A concrete slab on the Thames Valley clays needs its k-value modelled for the wettest month, not the driest.

Methodology and scope

The subgrade response changes sharply between two postcodes half a mile apart. In the Caversham foothills, the chalk Group lies shallow under thin gravel, delivering a stiff reaction modulus above 80 MN/m³. Down in the commercial estates near South Reading, the London Clay formation reaches thicknesses over 50 metres, and the drained modulus collapses below 15 MN/m³ when the moisture content exceeds the plastic limit. A jointed concrete pavement on the chalk can run with a thinner slab and wider dowel spacing, while the clay site demands a thicker slab, a cement-stabilised capping layer, and a separation geotextile to stop fines pumping into the open-graded sub-base.
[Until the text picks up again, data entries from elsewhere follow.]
//! The `grammatik practice` command.

use std::io::{self, BufRead, Write};
use std::path::PathBuf;

use anyhow::Result;
use comfy_table::{Cell, Table};

use grammatik_core::error::SessionError;
use grammatik_core::matcher::Verdict;
use grammatik_core::model::{Answer, ExerciseRecord, Solution, TaskType};
use grammatik_core::report::SessionSummary;
use grammatik_core::session::PracticeSession;

use super::{load_corpus, Globals};
use crate::FilterArgs;

pub struct PracticeOptions {
    pub shuffle: bool,
    pub interleave_verbs: bool,
    pub seed: Option<u64>,
    pub time_budget: Option<u64>,
    pub show_hints: bool,
    pub output: Option<PathBuf>,
}

pub fn execute(globals: &Globals, filter_args: &FilterArgs, options: PracticeOptions) -> Result<()> {
    let mut config = globals.config()?;
    config.shuffle |= options.shuffle;
    config.interleave_verbs |= options.interleave_verbs;
    config.show_hints |= options.show_hints;
    if options.time_budget.is_some() {
        config.time_budget_secs = options.time_budget;
    }
    if let Some(secs) = config.time_budget_secs {
        anyhow::ensure!(secs >= 1, "time budget must be at least 1 second");
    }

    let corpus = load_corpus(&config)?;
    let filter = filter_args.to_filter(config.include_previous_levels);

    let seed = options.seed.or(config.seed).unwrap_or_else(rand::random);
    let session_config = config.session_config(seed);
    if session_config.order.seed().is_some() {
        tracing::info!("shuffle seed: {seed}");
    }

    let mut session = PracticeSession::new(&corpus, session_config);
    let total = session.load(filter)?;
    println!("{total} exercise(s) queued. Press Ctrl-D to stop early.\n");

    let stdin = io::stdin();
    run_loop(&mut session, stdin.lock(), config.show_hints)?;

    let summary = session.finalize()?;
    print_summary(&summary);

    if let Some(path) = &options.output {
        summary.save_json(path)?;
        eprintln!("Summary saved to: {}", path.display());
    }

    Ok(())
}

/// Serve exercises until the queue is exhausted or input ends.
fn run_loop(session: &mut PracticeSession<'_>, input: impl BufRead, show_hints: bool) -> Result<()> {
    let mut lines = input.lines();
    loop {
        let record = match session.next() {
            Ok(record) => record,
            Err(SessionError::SessionCompleted) => return Ok(()),
            Err(e) => return Err(e.into()),
        };

        if let Some(progress) = session.progress() {
            println!(
                "[{}/{}] {} · {} · {} ({})",
                progress.position,
                progress.total,
                record.level,
                record.checklist_item,
                record.task_type,
                record.verb
            );
        }
        print_prompt(record);
        print!("> ");
        io::stdout().flush()?;

        let Some(line) = lines.next() else {
            println!();
            return Ok(());
        };
        let answer = parse_answer(record, &line?);
        let submission = session.submit(&answer)?;

        match submission.outcome.verdict {
            Verdict::Correct => println!("Correct!"),
            verdict => println!(
                "{}. Solution: {}",
                capitalize(&verdict.to_string()),
                submission.outcome.solution
            ),
        }
        if show_hints {
            if let Some(english) = &record.english {
                println!("  EN: {english}");
            }
            if let Some(hint) = &record.hint {
                println!("  Hint: {hint}");
            }
        }
        println!();
    }
}

fn print_prompt(record: &ExerciseRecord) {
    println!("  {}", record.sentence);
    if let Some(choices) = &record.choices {
        for (i, choice) in choices.iter().enumerate() {
            println!("  {}) {choice}", i + 1);
        }
    }
    match (record.task_type, &record.solution) {
        (TaskType::FillBlank, Solution::Sequence(parts)) => {
            println!("  ({} blanks, separate answers with commas)", parts.len());
        }
        (TaskType::Reorder, _) => println!("  (type the words in order)"),
        _ => {}
    }
}

/// Turn one input line into an answer shaped like the exercise's solution.
///
/// Multiple-choice input may be the 1-based choice number or the choice
/// text. Multi-blank answers are comma-separated; reorder answers may also be
/// separated by whitespace.
fn parse_answer(record: &ExerciseRecord, line: &str) -> Answer {
    if let Some(choices) = &record.choices {
        let picked = line
            .trim()
            .parse::<usize>()
            .ok()
            .and_then(|n| n.checked_sub(1))
            .and_then(|i| choices.get(i));
        return match picked {
            Some(choice) => Answer::Single(choice.clone()),
            None => Answer::Single(line.to_string()),
        };
    }

    if record.solution.arity() == 1 {
        return Answer::Single(line.to_string());
    }

    let parts: Vec<String> = if record.task_type == TaskType::Reorder && !line.contains(',') {
        line.split_whitespace().map(str::to_string).collect()
    } else {
        line.split(',').map(str::to_string).collect()
    };
    Answer::Sequence(parts)
}

fn capitalize(s: &str) -> String {
    let mut chars = s.chars();
    match chars.next() {
        Some(first) => first.to_uppercase().chain(chars).collect(),
        None => String::new(),
    }
}

fn print_summary(summary: &SessionSummary) {
    println!(
        "Score: {}/{} correct ({:.1}%), {} of {} exercise(s) attempted",
        summary.correct,
        summary.attempted,
        summary.accuracy * 100.0,
        summary.attempted,
        summary.queue_len
    );
    if summary.timeouts > 0 {
        println!("Timed out: {}", summary.timeouts);
    }
    if let Some(seed) = summary.seed {
        println!("Seed: {seed}");
    }

    if summary.by_checklist_item.is_empty() {
        return;
    }
    let mut table = Table::new();
    table.set_header(vec!["Checklist", "Attempted", "Correct", "Accuracy"]);
    for (item, breakdown) in &summary.by_checklist_item {
        table.add_row(vec![
            Cell::new(item),
            Cell::new(breakdown.attempted),
            Cell::new(breakdown.correct),
            Cell::new(format!("{:.1}%", breakdown.accuracy * 100.0)),
        ]);
    }
    println!("\n{table}");
}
Every design parameter ties back to the formation CBR, and we extract Shelby tube samples for laboratory triaxial testing to build the resilient modulus curve that feeds the finite-element model.
Rigid Pavement Design Geotechnics in Reading
Technical reference image — Reading

Local geotechnical context

The Reading Formation clay shrinks and swells with a seasonal amplitude that can lift a lightly loaded slab corner by 12 millimetres. That movement may sound trivial, but it is enough to crack a 200-millimetre concrete panel if the curling stress adds to the traffic-induced tensile strain at the top of the slab. Pumping is the second failure mechanism: water trapped in the subbase under a poorly drained joint ejects fines every time a heavy goods vehicle axle passes, eroding the support beneath the slab centre. On the M4 distribution roads and the Green Park business estate, we see fatigue cracking accelerate when the drainage layer is omitted. Our site investigation quantifies the depth to the permanent water table, the permeability of the formation, and the frost susceptibility of the capping, so the pavement engineer can detail a drainage system that keeps the granular layer free-draining for the 40-year design life.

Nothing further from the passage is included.